### [Problem details]
Show every line in the material below in which the string "data" appears.

### [Given records]
//! Polystore CLI - Main entry point for CLI binary
//!
//! This binary provides the `polystore` CLI tool for compiling schemas,
//! filters and updates against a project's catalog.

use anyhow::{bail, Context, Result};
use clap::Parser;
use polystore_lib::engine::{
    adapter::{NativeModelFactory, SqlTableFactory},
    backend::UpdateStep,
    cli::{
        formatter::{describe_mapping, format_param, CliFormatter},
        Cli, Commands, OutputFormat,
    },
    config::Config,
    hybrid::{CompiledFilter, CompiledUpdate, Translator},
    model::{BackendModelDescriptor, ModelRegistry, ShadowKind},
    schema::{BackendKind, SchemaCatalog},
};
use serde_json::{json, Value};
use std::path::Path;
use std::sync::Arc;
use tracing_subscriber::EnvFilter;

fn main() {
    tracing_subscriber::fmt()
        .with_env_filter(EnvFilter::try_from_default_env().unwrap_or_else(|_| EnvFilter::new("warn")))
        .with_writer(std::io::stderr)
        .init();

    let cli = Cli::parse();

    if let Err(e) = run_cli(cli) {
        CliFormatter::error(&format!("{:#}", e));
        std::process::exit(1);
    }
}

fn run_cli(cli: Cli) -> Result<()> {
    let project_dir = cli.get_project_dir();
    let json_output = cli.format == OutputFormat::Json;

    match cli.command {
        Commands::Init { name } => cmd_init(&project_dir, &name, json_output),
        Commands::Models { backend, schema } => cmd_models(&project_dir, backend, schema.as_deref(), json_output),
        Commands::Filter {
            schema,
            backend,
            query,
            native,
        } => cmd_filter(&project_dir, &schema, backend, query.as_deref(), native.as_deref(), json_output),
        Commands::Update {
            schema,
            backend,
            query,
            native,
            set,
        } => cmd_update(
            &project_dir,
            &schema,
            backend,
            query.as_deref(),
            native.as_deref(),
            &set,
            json_output,
        ),
    }
}

struct Project {
    config: Config,
    translator: Translator,
}

fn open_project(project_dir: &Path) -> Result<Project> {
    let config = Config::load(project_dir).context("Not a Polystore project (run `polystore init`)")?;
    let catalog = config
        .load_catalog(project_dir)
        .with_context(|| format!("Failed to load {}", config.catalog_path(project_dir).display()))?;
    let registry = ModelRegistry::new(catalog, config.compiler_options()).context("Failed to fingerprint the catalog")?;
    let translator = Translator::new(Arc::new(registry))
        .with_dialect(config.sql.dialect)
        .with_strategy(config.sql.embedding_strategy);
    Ok(Project { config, translator })
}

fn parse_json(label: &str, text: Option<&str>) -> Result<Option<Value>> {
    text.map(|text| serde_json::from_str(text).with_context(|| format!("--{} is not valid JSON", label)))
        .transpose()
}

fn cmd_init(project_dir: &Path, name: &str, json: bool) -> Result<()> {
    let config = Config::default_for_project(name);
    let catalog_path = config.catalog_path(project_dir);
    if project_dir.join(polystore_lib::engine::config::CONFIG_FILE).exists() {
        bail!("Project already initialized: {}", project_dir.display());
    }

    std::fs::create_dir_all(project_dir)?;
    config.save(project_dir)?;
    if !catalog_path.exists() {
        std::fs::write(&catalog_path, serde_json::to_string_pretty(&SchemaCatalog::new())?)?;
    }

    if json {
        println!(
            "{}",
            json!({
                "success": true,
                "project_dir": project_dir.display().to_string(),
                "name": name
            })
        );
    } else {
        CliFormatter::success(&format!("Created Polystore project: {}", name));
        CliFormatter::kv("Config", &project_dir.join(polystore_lib::engine::config::CONFIG_FILE).display().to_string());
        CliFormatter::kv("Schemas", &catalog_path.display().to_string());
        CliFormatter::info("Add schemas to the catalog, then run `polystore models --backend sql`");
    }
    Ok(())
}

fn cmd_models(project_dir: &Path, backend: BackendKind, schema: Option<&str>, json: bool) -> Result<()> {
    let project = open_project(project_dir)?;
    let registry = project.translator.registry();
    let models = match schema {
        Some(schema) => vec![registry.descriptor(schema, backend)?],
        None => registry.descriptors(backend)?,
    };
    let factory = (backend == BackendKind::Sql).then(|| SqlTableFactory::new(project.config.sql.dialect));

    if json {
        let mut out = Vec::new();
        for model in &models {
            let ddl = match &factory {
                Some(factory) => Some(factory.build(model)?.ddl()),
                None => None,
            };
            out.push(json!({ "model": model.as_ref(), "ddl": ddl }));
        }
        println!("{}", serde_json::to_string_pretty(&out)?);
        return Ok(());
    }

    if models.is_empty() {
        CliFormatter::warning("The catalog has no schemas");
        return Ok(());
    }
    for model in &models {
        print_model(model);
        if let Some(factory) = &factory {
            CliFormatter::code_block(&factory.build(model)?.ddl(), "sql");
        }
    }
    Ok(())
}

fn print_model(model: &BackendModelDescriptor) {
    CliFormatter::header(&format!("{} ({})", model.schema, model.backend));
    CliFormatter::kv("Container", &model.container);
    if let Some(identity) = &model.identity {
        let generated = if identity.generated { ", generated" } else { "" };
        CliFormatter::kv("Identity", &format!("{} -> {}{}", identity.accessor, identity.native, generated));
    }
    for field in &model.fields {
        CliFormatter::item(&format!("{} -> {}: {}", field.name, field.token, describe_mapping(&field.kind)));
    }
    for shadow in &model.shadow_fields {
        let role = match &shadow.kind {
            ShadowKind::Identity => continue,
            ShadowKind::ParentKey { parent } => format!("parent key of {}", parent),
            ShadowKind::ForeignKey { field, target } => format!("reference for {} to {}", field, target),
        };
        CliFormatter::item(&format!("{} (shadow): {}", shadow.token, role));
    }
    if !model.suppressed.is_empty() {
        let suppressed: Vec<&str> = model.suppressed.iter().map(String::as_str).collect();
        CliFormatter::kv("Disabled", &suppressed.join(", "));
    }
}

fn cmd_filter(
    project_dir: &Path,
    schema: &str,
    backend: BackendKind,
    query: Option<&str>,
    native: Option<&str>,
    json: bool,
) -> Result<()> {
    let project = open_project(project_dir)?;
    let query = parse_json("query", query)?;
    let compiled = project
        .translator
        .translate_filter(schema, backend, query.as_ref(), native)?;
    let dialect = project.translator.dialect();

    if json {
        let rendered = match &compiled {
            CompiledFilter::Sql(filter) => serde_json::to_value(filter.to_select(dialect))?,
            CompiledFilter::Search(query) => Value::String(query.to_string()),
            CompiledFilter::Document(filter) => filter.as_value().clone(),
        };
        println!(
            "{}",
            serde_json::to_string_pretty(&json!({ "compiled": compiled, "rendered": rendered }))?
        );
        return Ok(());
    }

    CliFormatter::header(&format!("{} filter on {}", backend, schema));
    match &compiled {
        CompiledFilter::Sql(filter) => {
            let statement = filter.to_select(dialect);
            let params: Vec<String> = statement.params.iter().map(format_param).collect();
            CliFormatter::statement(dialect, &statement.sql, &params);
        }
        CompiledFilter::Search(query) => CliFormatter::code_block(&query.to_string(), "text"),
        CompiledFilter::Document(filter) => {
            CliFormatter::code_block(&serde_json::to_string_pretty(filter.as_value())?, "json")
        }
    }
    Ok(())
}

fn cmd_update(
    project_dir: &Path,
    schema: &str,
    backend: BackendKind,
    query: Option<&str>,
    native: Option<&str>,
    set: &str,
    json: bool,
) -> Result<()> {
    let project = open_project(project_dir)?;
    let query = parse_json("query", query)?;
    let update = parse_json("set", Some(set))?.unwrap_or(Value::Null);
    let compiled = project
        .translator
        .translate_update(schema, backend, query.as_ref(), native, &update)?;
    let dialect = project.translator.dialect();

    if json {
        println!("{}", serde_json::to_string_pretty(&compiled)?);
        return Ok(());
    }

    CliFormatter::header(&format!("{} update on {}", backend, schema));
    match &compiled {
        CompiledUpdate::Sql(plan) => {
            let target = plan.target_statement(dialect);
            let params: Vec<String> = target.params.iter().map(format_param).collect();
            CliFormatter::statement(dialect, &target.sql, &params);
            for (index, step) in plan.steps.iter().enumerate() {
                CliFormatter::item(&format!("{}. {}", index + 1, describe_step(step)));
            }
            if plan.requires_transaction() {
                CliFormatter::info("Run the steps in one transaction");
            }
        }
        CompiledUpdate::Search(update) => {
            CliFormatter::code_block(&update.query.to_string(), "text");
            for assignment in &update.assignments {
                CliFormatter::kv(&assignment.path, &assignment.value.to_string());
            }
        }
        CompiledUpdate::Document(update) => {
            CliFormatter::kv("Filter", &update.filter.as_value().to_string());
            CliFormatter::code_block(&serde_json::to_string_pretty(&update.update)?, "json");
        }
    }
    Ok(())
}

fn describe_step(step: &UpdateStep) -> String {
    match step {
        UpdateStep::SetColumns { table, columns, .. } => {
            format!("set {} on {}", column_names(columns), table)
        }
        UpdateStep::UpdateChildren { table, columns, .. } => {
            format!("set {} on child rows in {}", column_names(columns), table)
        }
        UpdateStep::DeleteChildren { table, .. } => format!("delete child rows in {}", table),
        UpdateStep::InsertChildren { table, rows, .. } => format!("insert {} row(s) per parent into {}", rows.len(), table),
    }
}

fn column_names(columns: &[(String, Value)]) -> String {
    columns.iter().map(|(column, _)| column.as_str()).collect::<Vec<_>>().join(", ")
}
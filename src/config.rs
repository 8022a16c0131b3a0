//! Tunable constants of the battle engine.

use crate::errors::ConfigError;
use serde::{Deserialize, Serialize};

const EMBEDDED_CONFIG: &str = include_str!("../data/battle_config.ron");

/// Every number the engine balances around. `Default` carries the shipped
/// values; a RON document may override any subset of fields.
#[derive(Debug, Clone, PartialEq, Serialize, Deserialize)]
#[serde(default)]
pub struct BattleConfig {
    // SP economy
    pub base_max_sp: u32,
    pub extended_max_sp: u32,
    pub sp_gain_on_attack: u32,
    pub sp_gain_on_defend: u32,

    // Flee
    pub boss_flee_chance: f64,
    pub base_flee_chance: f64,
    pub flee_chance_per_level: f64,
    pub min_flee_chance: f64,
    pub max_flee_chance: f64,

    // Capture
    pub capture_hp_scale: f64,
    pub capture_chance_per_level: f64,
    pub capture_base_chance: f64,

    // Experience
    pub exp_per_defeated_level: f64,
    pub exp_bonus_per_level: f64,
    pub exp_bonus_cap: f64,
    pub exp_penalty_per_level: f64,
    pub exp_multiplier_floor: f64,
    pub boss_exp_multiplier: f64,

    // Encounters and loot
    pub wild_drop_chance: f64,
    pub default_wild_level: u32,
    pub boss_companion_level: u32,
    pub mini_bosses_per_stage_unlock: u32,

    /// Fainted roster members come back with 1 HP once a battle ends.
    pub revive_fainted_after_battle: bool,
}

impl Default for BattleConfig {
    fn default() -> Self {
        Self {
            base_max_sp: 100,
            extended_max_sp: 120,
            sp_gain_on_attack: 15,
            sp_gain_on_defend: 10,
            boss_flee_chance: 0.1,
            base_flee_chance: 0.5,
            flee_chance_per_level: 0.05,
            min_flee_chance: 0.3,
            max_flee_chance: 0.9,
            capture_hp_scale: 0.5,
            capture_chance_per_level: 0.1,
            capture_base_chance: 0.1,
            exp_per_defeated_level: 7.0,
            exp_bonus_per_level: 0.1,
            exp_bonus_cap: 0.5,
            exp_penalty_per_level: 0.05,
            exp_multiplier_floor: 0.3,
            boss_exp_multiplier: 2.5,
            wild_drop_chance: 0.8,
            default_wild_level: 5,
            boss_companion_level: 10,
            mini_bosses_per_stage_unlock: 3,
            revive_fainted_after_battle: true,
        }
    }
}

impl BattleConfig {
    /// The config shipped in `data/battle_config.ron`.
    pub fn embedded() -> Result<Self, ConfigError> {
        Self::from_ron_str(EMBEDDED_CONFIG)
    }

    pub fn from_ron_str(source: &str) -> Result<Self, ConfigError> {
        let config: BattleConfig =
            ron::from_str(source).map_err(|e| ConfigError::Parse(e.to_string()))?;
        config.validate()?;
        Ok(config)
    }

    fn validate(&self) -> Result<(), ConfigError> {
        if self.extended_max_sp < self.base_max_sp {
            return Err(ConfigError::OutOfRange {
                field: "extended_max_sp",
                reason: format!("{} is below base_max_sp {}", self.extended_max_sp, self.base_max_sp),
            });
        }
        if self.min_flee_chance > self.max_flee_chance {
            return Err(ConfigError::OutOfRange {
                field: "min_flee_chance",
                reason: "exceeds max_flee_chance".to_string(),
            });
        }
        let probabilities = [
            ("boss_flee_chance", self.boss_flee_chance),
            ("wild_drop_chance", self.wild_drop_chance),
            ("min_flee_chance", self.min_flee_chance),
            ("max_flee_chance", self.max_flee_chance),
        ];
        for (field, value) in probabilities {
            if !(0.0..=1.0).contains(&value) {
                return Err(ConfigError::OutOfRange {
                    field,
                    reason: format!("{} is not a probability", value),
                });
            }
        }
        if self.mini_bosses_per_stage_unlock == 0 {
            return Err(ConfigError::OutOfRange {
                field: "mini_bosses_per_stage_unlock",
                reason: "must be at least 1".to_string(),
            });
        }
        Ok(())
    }
}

### [Exercise result]
const EMBEDDED_CONFIG: &str = include_str!("../data/battle_config.ron");
    /// The config shipped in `data/battle_config.ron`.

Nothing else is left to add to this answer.